Some people make the mistake of believing that their will controls what happens to their assets in the event that they become incapacitated. The reality is that wills have no legal effect or value while you are alive. They do not authorize anyone to do anything prior to your death, and so having a will in place does not address the risks of incapacity.
Naming someone in a will as your personal representative will not provide that person with any authority while you are living. Their legal power over your assets will only come to be after your lifetime, so they will not be able to step in and manage your affairs if you were to become incapacitated.
- Avoids intestacy
- Makes wishes known
- Provides clear title to property
- Low front-end cost
- Limited time needed to prepare and sign
- Provides forum to resolve disputes with creditors and family
- Limits time for creditors to file claims against estate
- Requires probate to be effective
- Does not avoid need for guardianship
- Not effective during lifetime
- Full cost unknown during lifetime
- Probate process can take 12-18 months
- Personal representative has limited discretion over timing of distributions
- Costs of probate
- Lack of privacy
No. A will alone is not a complete estate plan, as it does have any value if you were to become incapacitated. It only directs the management and distribution of your assets after your lifetime and does not authorize someone else to act on your behalf if you were to become incapacitated.

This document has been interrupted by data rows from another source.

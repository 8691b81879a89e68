//! Events emitted by the liveness engine and the hook that receives them.

use serde::Serialize;

use crate::liveness::LivenessState;

/// A signal observed during one tick.
///
/// Events are the only way the verdict changes; a tick that produces none
/// leaves `is_live` exactly as it was.
#[derive(Debug, Clone, Copy, PartialEq, Serialize)]
#[serde(tag = "event", rename_all = "snake_case")]
pub enum LivenessEvent {
    /// The frame had no faces; the state returns to rest.
    NoFace,
    /// A face appeared with no prior position to compare against.
    /// Informational only.
    FaceAcquired,
    /// The tracked top-left corner moved further than the movement threshold.
    MovementAboveThreshold { distance: f64 },
    /// The stillness counter is past the tolerated number of still ticks.
    StillnessExceeded { stillness_frames: u32 },
    /// The eye distance collapsed below the blink ratio of its previous value.
    BlinkDetected { eye_distance: f64, previous: f64 },
}

impl LivenessEvent {
    pub fn name(&self) -> &'static str {
        match self {
            Self::NoFace => "no_face",
            Self::FaceAcquired => "face_acquired",
            Self::MovementAboveThreshold { .. } => "movement_above_threshold",
            Self::StillnessExceeded { .. } => "stillness_exceeded",
            Self::BlinkDetected { .. } => "blink_detected",
        }
    }
}

/// Diagnostics hook for the engine.
///
/// `on_event` sees the state after the event has been applied.
pub trait LivenessObserver {
    fn on_event(&mut self, event: &LivenessEvent, state: &LivenessState);

    /// Called for every tick whose tracked face carries landmarks, before the
    /// blink comparison. `previous` is 0 when no earlier measurement exists.
    fn on_eye_distance(&mut self, _current: f64, _previous: f64) {}
}

impl<F> LivenessObserver for F
where
    F: FnMut(&LivenessEvent, &LivenessState),
{
    fn on_event(&mut self, event: &LivenessEvent, state: &LivenessState) {
        self(event, state)
    }
}

/// Forwards engine events to `tracing`.
#[derive(Debug, Default, Clone, Copy)]
pub struct TracingObserver;

impl LivenessObserver for TracingObserver {
    fn on_event(&mut self, event: &LivenessEvent, state: &LivenessState) {
        match event {
            LivenessEvent::NoFace | LivenessEvent::FaceAcquired => {
                tracing::debug!(event = event.name(), "tracking changed");
            }
            LivenessEvent::MovementAboveThreshold { distance } => {
                tracing::debug!(distance, is_live = state.is_live, "movement above threshold");
            }
            LivenessEvent::StillnessExceeded { stillness_frames } => {
                tracing::debug!(stillness_frames, "stillness exceeded, verdict cleared");
            }
            LivenessEvent::BlinkDetected {
                eye_distance,
                previous,
            } => {
                tracing::debug!(eye_distance, previous, "blink detected");
            }
        }
    }

    fn on_eye_distance(&mut self, current: f64, previous: f64) {
        tracing::trace!(current, previous, "eye distance");
    }
}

At a minimum, in addition to a will, you should have financial and health care powers of attorney. These legal documents give a person of your choosing the ability to manage your financial affairs and make medical decisions for you in case you are unable to do so for yourself due to incapacity.
A last will and testament is an important part of any estate plan. No matter your circumstances, you will be well-served to create a will. It's useful to know, however, that a will is not a complete estate plan. This is primarily because it does not provide any authority for someone to make decisions or manage assets if you were to become incapacitated. Wills also need to be probated to direct the management and distribution of your assets after your passing.